Assignment - Write out the data below exactly, beginning with the first line and ending once the line that has "Mutations resubmit the" is written.

(Saved entries)
++++++++++
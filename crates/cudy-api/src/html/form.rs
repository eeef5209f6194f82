// HTML form harvesting for LuCI configuration pages
//
// Mutations resubmit the whole `cbi` form with a couple of fields changed,
// so every field is collected the way a browser would submit it.

use std::sync::LazyLock;

use indexmap::IndexMap;
use regex::Regex;
use scraper::{ElementRef, Html, Selector};

static CBI_FORM: LazyLock<Selector> =
    LazyLock::new(|| Selector::parse("form[name='cbi']").expect("form selector is valid"));
static ANY_FORM: LazyLock<Selector> =
    LazyLock::new(|| Selector::parse("form").expect("form selector is valid"));
static FIELD: LazyLock<Selector> = LazyLock::new(|| {
    Selector::parse("input[name], select[name], textarea[name]").expect("field selector is valid")
});
static OPTION: LazyLock<Selector> =
    LazyLock::new(|| Selector::parse("option").expect("option selector is valid"));
static INPUT: LazyLock<Selector> =
    LazyLock::new(|| Selector::parse("input[name]").expect("input selector is valid"));
static META: LazyLock<Selector> =
    LazyLock::new(|| Selector::parse("meta[name]").expect("meta selector is valid"));
static JS_TOKEN: LazyLock<Regex> = LazyLock::new(|| {
    Regex::new(r#"token\s*:\s*['"]([0-9a-fA-F]{16,64})['"]"#).expect("token regex is valid")
});

const NON_SUBMITTING: &[&str] = &["button", "submit", "image", "reset"];

/// Successful controls of the page's `cbi` form (or its first form), in
/// document order. `None` when the page has no form at all.
///
/// Unchecked checkboxes and radios are left out; a checked one without a
/// `value` submits `"1"`.
pub fn form_fields(html: &str) -> Option<IndexMap<String, String>> {
    let doc = Html::parse_document(html);
    let form = config_form(&doc)?;

    let mut fields = IndexMap::new();
    for field in form.select(&FIELD) {
        let Some(name) = field.value().attr("name").filter(|n| !n.is_empty()) else {
            continue;
        };
        let value = match field.value().name() {
            "input" => input_submission(field),
            "select" => select_submission(field),
            "textarea" => Some(field.text().collect()),
            _ => None,
        };
        if let Some(value) = value {
            fields.insert(name.to_owned(), value);
        }
    }
    Some(fields)
}

fn config_form(doc: &Html) -> Option<ElementRef<'_>> {
    doc.select(&CBI_FORM)
        .next()
        .or_else(|| doc.select(&ANY_FORM).next())
}

fn input_submission(input: ElementRef<'_>) -> Option<String> {
    let el = input.value();
    let kind = el.attr("type").unwrap_or("text").to_ascii_lowercase();
    if NON_SUBMITTING.contains(&kind.as_str()) {
        return None;
    }
    let value = el.attr("value");
    match kind.as_str() {
        "checkbox" | "radio" => el
            .attr("checked")
            .map(|_| value.unwrap_or("1").to_owned()),
        _ => Some(value.unwrap_or_default().to_owned()),
    }
}

fn select_submission(select: ElementRef<'_>) -> Option<String> {
    let options: Vec<ElementRef<'_>> = select.select(&OPTION).collect();
    let chosen = options
        .iter()
        .find(|o| o.value().attr("selected").is_some())
        .or_else(|| options.first())?;
    Some(
        chosen
            .value()
            .attr("value")
            .map_or_else(|| chosen.text().collect::<String>().trim().to_owned(), str::to_owned),
    )
}

/// An `<input>` anywhere on the page, by exact name.
#[derive(Debug, Clone, PartialEq, Eq)]
pub struct InputField {
    pub name: String,
    pub kind: String,
    pub value: Option<String>,
    pub checked: bool,
}

impl InputField {
    fn from_element(input: ElementRef<'_>) -> Option<Self> {
        let el = input.value();
        Some(Self {
            name: el.attr("name")?.to_owned(),
            kind: el.attr("type").unwrap_or("text").to_ascii_lowercase(),
            value: el.attr("value").map(str::to_owned),
            checked: el.attr("checked").is_some(),
        })
    }
}

/// Every named `<input>` on the page.
pub fn inputs(html: &str) -> Vec<InputField> {
    let doc = Html::parse_document(html);
    doc.select(&INPUT)
        .filter_map(InputField::from_element)
        .collect()
}

/// Named `<input>`s of the configuration form, as [`form_fields`] locates
/// it. `None` without a form.
pub fn form_inputs(html: &str) -> Option<Vec<InputField>> {
    let doc = Html::parse_document(html);
    let form = config_form(&doc)?;
    Some(
        form.select(&INPUT)
            .filter_map(InputField::from_element)
            .collect(),
    )
}

/// `value` of the named input, falling back to `content` of the named
/// `<meta>` tag.
pub fn hidden_value(html: &str, name: &str) -> Option<String> {
    let doc = Html::parse_document(html);
    let from_input = doc
        .select(&INPUT)
        .find(|el| el.value().attr("name") == Some(name))
        .and_then(|el| el.value().attr("value"));
    let from_meta = || {
        doc.select(&META)
            .find(|el| el.value().attr("name") == Some(name))
            .and_then(|el| el.value().attr("content"))
    };
    from_input.or_else(from_meta).map(str::to_owned)
}

/// Anti-CSRF token of a configuration page: the `token` hidden input, or
/// the `token: '<hex>'` literal LuCI embeds in inline scripts.
pub fn page_token(html: &str) -> Option<String> {
    hidden_value(html, "token")
        .filter(|t| !t.is_empty())
        .or_else(|| JS_TOKEN.captures(html).map(|c| c[1].to_owned()))
}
++++++++++
Answer box -
filename crates/cudy-api/src/html/form.rs
repository eeef5209f6194f82
// HTML form harvesting for LuCI configuration pages
//
// Mutations resubmit the whole `cbi` form with a couple of fields changed,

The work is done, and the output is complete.